(Beginning of Records)

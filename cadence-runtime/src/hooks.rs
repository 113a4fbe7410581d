//! Lifecycle subscribers
//!
//! The run coordinator calls every registered [`LifecycleSubscriber`]
//! synchronously at fixed points of an attempt's life: after a successful
//! claim, before a transient retry, once the attempt is finalized (including
//! cancellation), and when a unit is skipped because an upstream unit of
//! the same batch did not succeed.
//!
//! Subscribers must be quick; anything slow belongs on a channel the
//! subscriber feeds.

use cadence_core::{ComputeTier, RunUnit};
use cadence_storage::{FailureInfo, MaterializationRecord, MaterializationStatus};
use parking_lot::Mutex;
use std::collections::HashMap;
use std::time::Duration;
use tracing::{error, info, warn};

/// Receives attempt lifecycle notifications
pub trait LifecycleSubscriber: Send + Sync {
    /// A new attempt was claimed and is about to be submitted
    fn on_claimed(&self, _record: &MaterializationRecord) {}

    /// An attempt failed transiently and `next` will run after `delay`
    fn on_retry(&self, _failure: &FailureInfo, _next: &MaterializationRecord, _delay: Duration) {}

    /// An attempt reached a terminal status
    fn on_finalized(&self, _record: &MaterializationRecord) {}

    /// A unit was not dispatched because an upstream unit did not succeed
    fn on_skipped(&self, _unit: &RunUnit, _reason: &str) {}
}

/// Logs every lifecycle event through `tracing`
#[derive(Debug, Clone, Copy, Default)]
pub struct LoggingHook;

impl LifecycleSubscriber for LoggingHook {
    fn on_claimed(&self, record: &MaterializationRecord) {
        info!(
            asset = %record.asset_key,
            partition = %record.partition_key,
            attempt_id = %record.attempt_id,
            reason = %record.reason,
            tier = %record.compute_tier,
            "Materialization claimed"
        );
    }

    fn on_retry(&self, failure: &FailureInfo, next: &MaterializationRecord, delay: Duration) {
        warn!(
            asset = %next.asset_key,
            partition = %next.partition_key,
            attempt_number = next.attempt_number,
            delay_ms = delay.as_millis() as u64,
            failure = %failure,
            "Retrying after transient failure"
        );
    }

    fn on_finalized(&self, record: &MaterializationRecord) {
        match record.status {
            MaterializationStatus::Failed => error!(
                asset = %record.asset_key,
                partition = %record.partition_key,
                attempt_id = %record.attempt_id,
                kind = record.failure_kind().map(|k| k.as_str()).unwrap_or("unknown"),
                reason = record.failure.as_ref().map(|f| f.reason.as_str()).unwrap_or(""),
                "Materialization failed"
            ),
            status => info!(
                asset = %record.asset_key,
                partition = %record.partition_key,
                attempt_id = %record.attempt_id,
                status = %status,
                content_signature = record.content_signature.as_deref().unwrap_or(""),
                "Materialization finalized"
            ),
        }
    }

    fn on_skipped(&self, unit: &RunUnit, reason: &str) {
        warn!(unit = %unit.label(), reason, "Run unit skipped");
    }
}

/// Aggregates execution time per compute tier
///
/// Durations are measured from claim to finalization of each finalized
/// attempt, whatever its status. With hourly rates configured, the hook also
/// estimates what the executions cost.
#[derive(Debug, Default)]
pub struct CostTrackingHook {
    seconds: Mutex<HashMap<ComputeTier, f64>>,
    hourly_rates: HashMap<ComputeTier, f64>,
}

impl CostTrackingHook {
    pub fn new() -> Self {
        Self::default()
    }

    /// Price one hour of execution on a tier
    pub fn with_hourly_rate(mut self, tier: ComputeTier, rate: f64) -> Self {
        self.hourly_rates.insert(tier, rate);
        self
    }

    pub fn seconds_by_tier(&self) -> HashMap<ComputeTier, f64> {
        self.seconds.lock().clone()
    }

    pub fn total_seconds(&self) -> f64 {
        self.seconds.lock().values().sum()
    }

    /// Estimated cost over every tier with a configured rate
    pub fn estimated_cost(&self) -> f64 {
        self.seconds
            .lock()
            .iter()
            .filter_map(|(tier, secs)| self.hourly_rates.get(tier).map(|rate| rate * secs / 3600.0))
            .sum()
    }

    fn record(&self, record: &MaterializationRecord) {
        let Some(completed_at) = record.completed_at else {
            return;
        };
        let elapsed = (completed_at - record.started_at)
            .to_std()
            .unwrap_or_default()
            .as_secs_f64();
        *self.seconds.lock().entry(record.compute_tier).or_insert(0.0) += elapsed;
    }
}

impl LifecycleSubscriber for CostTrackingHook {
    fn on_finalized(&self, record: &MaterializationRecord) {
        self.record(record);
    }
}

#[cfg(test)]
mod tests {
    use super::*;
    use cadence_core::{AssetKey, PartitionKey, RunReason};
    use chrono::{TimeZone, Utc};
    use uuid::Uuid;

    fn finished(tier: ComputeTier, seconds: i64) -> MaterializationRecord {
        let started_at = Utc.with_ymd_and_hms(2024, 1, 2, 0, 0, 0).unwrap();
        MaterializationRecord {
            attempt_id: Uuid::new_v4(),
            run_id: Uuid::new_v4(),
            asset_key: AssetKey::new("raw"),
            partition_key: PartitionKey::single("2024-01-02"),
            attempt_number: 1,
            owner: "test".to_string(),
            reason: RunReason::Manual,
            source_version: None,
            status: MaterializationStatus::Success,
            compute_tier: tier,
            started_at,
            completed_at: Some(started_at + chrono::Duration::seconds(seconds)),
            content_signature: Some("sig".to_string()),
            upstream_signatures: Vec::new(),
            check_results: Vec::new(),
            output_metadata: Default::default(),
            failure: None,
            executor_handle: None,
        }
    }

    #[test]
    fn test_cost_tracking_aggregates_by_tier() {
        let hook = CostTrackingHook::new().with_hourly_rate(ComputeTier::Cluster, 2.0);
        hook.on_finalized(&finished(ComputeTier::Cluster, 1800));
        hook.on_finalized(&finished(ComputeTier::Cluster, 1800));
        hook.on_finalized(&finished(ComputeTier::Function, 30));

        let by_tier = hook.seconds_by_tier();
        assert_eq!(by_tier[&ComputeTier::Cluster], 3600.0);
        assert_eq!(by_tier[&ComputeTier::Function], 30.0);
        assert_eq!(hook.total_seconds(), 3630.0);
        assert!((hook.estimated_cost() - 2.0).abs() < f64::EPSILON);
    }

    #[test]
    fn test_unfinished_records_are_ignored() {
        let hook = CostTrackingHook::new();
        let mut record = finished(ComputeTier::Batch, 60);
        record.completed_at = None;
        hook.on_finalized(&record);
        assert_eq!(hook.total_seconds(), 0.0);
    }

    #[test]
    fn test_logging_hook_accepts_every_event() {
        let hook = LoggingHook;
        let record = finished(ComputeTier::InProcess, 1);
        hook.on_claimed(&record);
        hook.on_retry(&FailureInfo::transient("timeout"), &record, Duration::from_secs(1));
        hook.on_finalized(&record);
    }
}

(End of Records)

== Task details ==
Go through the data above and copy all of it exactly.

== Written reply ==
filename cadence-runtime/src/hooks.rs
repository 113a4fbe7410581d
//! Lifecycle subscribers
//!
//! The run coordinator calls every registered [`LifecycleSubscriber`]
//! synchronously at fixed points of an attempt's life: after a successful
//! claim, before a transient retry, once the attempt is finalized (including
//! cancellation), and when a unit is skipped because an upstream unit of
//! the same batch did not succeed.
//!
//! Subscribers must be quick; anything slow belongs on a channel the
//! subscriber feeds.

use cadence_core::{ComputeTier, RunUnit};
use cadence_storage::{FailureInfo, MaterializationRecord, MaterializationStatus};
use parking_lot::Mutex;
use std::collections::HashMap;
use std::time::Duration;
use tracing::{error, info, warn};

/// Receives attempt lifecycle notifications
pub trait LifecycleSubscriber: Send + Sync {
    /// A new attempt was claimed and is about to be submitted
    fn on_claimed(&self, _record: &MaterializationRecord) {}

    /// An attempt failed transiently and `next` will run after `delay`
    fn on_retry(&self, _failure: &FailureInfo, _next: &MaterializationRecord, _delay: Duration) {}

    /// An attempt reached a terminal status
    fn on_finalized(&self, _record: &MaterializationRecord) {}

    /// A unit was not dispatched because an upstream unit did not succeed
    fn on_skipped(&self, _unit: &RunUnit, _reason: &str) {}
}

/// Logs every lifecycle event through `tracing`
#[derive(Debug, Clone, Copy, Default)]
pub struct LoggingHook;

impl LifecycleSubscriber for LoggingHook {
    fn on_claimed(&self, record: &MaterializationRecord) {
        info!(
            asset = %record.asset_key,
            partition = %record.partition_key,
            attempt_id = %record.attempt_id,
            reason = %record.reason,
            tier = %record.compute_tier,
            "Materialization claimed"
        );
    }

    fn on_retry(&self, failure: &FailureInfo, next: &MaterializationRecord, delay: Duration) {
        warn!(
            asset = %next.asset_key,
            partition = %next.partition_key,
            attempt_number = next.attempt_number,
            delay_ms = delay.as_millis() as u64,
            failure = %failure,
            "Retrying after transient failure"
        );
    }

    fn on_finalized(&self, record: &MaterializationRecord) {
        match record.status {
            MaterializationStatus::Failed => error!(
                asset = %record.asset_key,
                partition = %record.partition_key,
                attempt_id = %record.attempt_id,
                kind = record.failure_kind().map(|k| k.as_str()).unwrap_or("unknown"),
                reason = record.failure.as_ref().map(|f| f.reason.as_str()).unwrap_or(""),
                "Materialization failed"
            ),
            status => info!(
                asset = %record.asset_key,
                partition = %record.partition_key,
                attempt_id = %record.attempt_id,
                status = %status,
                content_signature = record.content_signature.as_deref().unwrap_or(""),
                "Materialization finalized"
            ),
        }
    }

    fn on_skipped(&self, unit: &RunUnit, reason: &str) {
        warn!(unit = %unit.label(), reason, "Run unit skipped");
    }
}

/// Aggregates execution time per compute tier
///
/// Durations are measured from claim to finalization of each finalized
/// attempt, whatever its status. With hourly rates configured, the hook also
/// estimates what the executions cost.
#[derive(Debug, Default)]
pub struct CostTrackingHook {
    seconds: Mutex<HashMap<ComputeTier, f64>>,
    hourly_rates: HashMap<ComputeTier, f64>,
}

impl CostTrackingHook {
    pub fn new() -> Self {
        Self::default()
    }

    /// Price one hour of execution on a tier
    pub fn with_hourly_rate(mut self, tier: ComputeTier, rate: f64) -> Self {
        self.hourly_rates.insert(tier, rate);
        self
    }

    pub fn seconds_by_tier(&self) -> HashMap<ComputeTier, f64> {
        self.seconds.lock().clone()
    }

    pub fn total_seconds(&self) -> f64 {
        self.seconds.lock().values().sum()
    }

    /// Estimated cost over every tier with a configured rate
    pub fn estimated_cost(&self) -> f64 {
        self.seconds
            .lock()
            .iter()
            .filter_map(|(tier, secs)| self.hourly_rates.get(tier).map(|rate| rate * secs / 3600.0))
            .sum()
    }

    fn record(&self, record: &MaterializationRecord) {
        let Some(completed_at) = record.completed_at else {
            return;
        };
        let elapsed = (completed_at - record.started_at)
            .to_std()
            .unwrap_or_default()
            .as_secs_f64();
        *self.seconds.lock().entry(record.compute_tier).or_insert(0.0) += elapsed;
    }
}

impl LifecycleSubscriber for CostTrackingHook {
    fn on_finalized(&self, record: &MaterializationRecord) {
        self.record(record);
    }
}

#[cfg(test)]
mod tests {
    use super::*;
    use cadence_core::{AssetKey, PartitionKey, RunReason};
    use chrono::{TimeZone, Utc};
    use uuid::Uuid;

    fn finished(tier: ComputeTier, seconds: i64) -> MaterializationRecord {
        let started_at = Utc.with_ymd_and_hms(2024, 1, 2, 0, 0, 0).unwrap();
        MaterializationRecord {
            attempt_id: Uuid::new_v4(),
            run_id: Uuid::new_v4(),
            asset_key: AssetKey::new("raw"),
            partition_key: PartitionKey::single("2024-01-02"),
            attempt_number: 1,
            owner: "test".to_string(),
            reason: RunReason::Manual,
            source_version: None,
            status: MaterializationStatus::Success,
            compute_tier: tier,
            started_at,
            completed_at: Some(started_at + chrono::Duration::seconds(seconds)),
            content_signature: Some("sig".to_string()),
            upstream_signatures: Vec::new(),
            check_results: Vec::new(),
            output_metadata: Default::default(),
            failure: None,
            executor_handle: None,
        }
    }

    #[test]
    fn test_cost_tracking_aggregates_by_tier() {
        let hook = CostTrackingHook::new().with_hourly_rate(ComputeTier::Cluster, 2.0);
        hook.on_finalized(&finished(ComputeTier::Cluster, 1800));
        hook.on_finalized(&finished(ComputeTier::Cluster, 1800));
        hook.on_finalized(&finished(ComputeTier::Function, 30));

        let by_tier = hook.seconds_by_tier();
        assert_eq!(by_tier[&ComputeTier::Cluster], 3600.0);
        assert_eq!(by_tier[&ComputeTier::Function], 30.0);
        assert_eq!(hook.total_seconds(), 3630.0);
        assert!((hook.estimated_cost() - 2.0).abs() < f64::EPSILON);
    }

    #[test]
    fn test_unfinished_records_are_ignored() {
        let hook = CostTrackingHook::new();
        let mut record = finished(ComputeTier::Batch, 60);
        record.completed_at = None;
        hook.on_finalized(&record);
        assert_eq!(hook.total_seconds(), 0.0);
    }

    #[test]
    fn test_logging_hook_accepts_every_event() {
        let hook = LoggingHook;
        let record = finished(ComputeTier::InProcess, 1);
        hook.on_claimed(&record);
        hook.on_retry(&FailureInfo::transient("timeout"), &record, Duration::from_secs(1));
        hook.on_finalized(&record);
    }
}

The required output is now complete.